Findings from a number of observational studies have indicated that phosphate might be involved in the development and progression of CKD, but none of the analyses came from the setting of a clinical trial and no study had looked at the association between serum phosphate levels and renin–angiotensin system therapy, the current gold-standard therapy for the treatment of diabetic and nondiabetic progressive chronic nephropathies. Zoccali et al. therefore decided to investigate the associations between serum phosphate levels, progression of renal disease and treatment with the ACE inhibitor ramipril.

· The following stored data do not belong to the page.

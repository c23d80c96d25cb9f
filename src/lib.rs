pub use changeset::ChangeSet;
pub use error::{Error, Result};
pub use git::{Git, GitCli};
pub use message::render;
pub use parser::{parse_line, parse_snapshot};
pub use types::{ChangeKind, StatusEntry, StatusFormat};
pub use watcher::{decide, Action, CycleOutcome, CycleReport, Watcher};

use std::path::Path;

mod changeset;
mod error;
mod git;
pub mod message;
pub mod parser;
mod types;
pub mod watcher;

/// Creates a new `Watcher` for a local working tree.
///
/// # Arguments
///
/// * `repo_path`: The path to the local Git working tree.
///
/// # Errors
///
/// Returns an error if the repository path does not exist.
pub fn new_from_local(repo_path: &Path) -> Result<Watcher<GitCli>> {
    Watcher::new_from_local(repo_path)
}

The investigators analyzed data from 331 of 352 patients involved in the REIN study, a prospective, randomized, placebo-controlled trial which showed that treatment with ramipril significantly reduced proteinuria in patients with chronic progressive nephropathies. Of the patients included in Zoccali et al.'s analysis, 165 had been randomly assigned to ramipril and 166 to placebo.

Over a median follow-up period of 30 months, four patients died, 74 patients progressed to end-stage renal disease (ESRD) and 10 patients had a doubling of serum creatinine level. Patients with serum phosphate levels in the highest two quartiles were significantly more likely to progress to ESRD or to have a doubling of serum creatinine level than were individuals with serum phosphate levels in the lower two quartiles (P <0.001).

In addition, the researchers found that increasing serum phosphate levels were associated with a progressive decrease in the protective effect of ramipril, an effect that persisted even after adjustment for potential confounding factors such as urinary protein level and glomerular filtration rate.

“These findings suggest that serum phosphate might be a specific target for renoprotective therapy in CKD patients and provide the background for randomized clinical trials to formally test whether reducing phosphate exposure by restricted dietary intake and/or concomitant treatment with phosphate binding agents may serve to optimize the renoprotective effect of ACE inhibition in this population,” state the authors.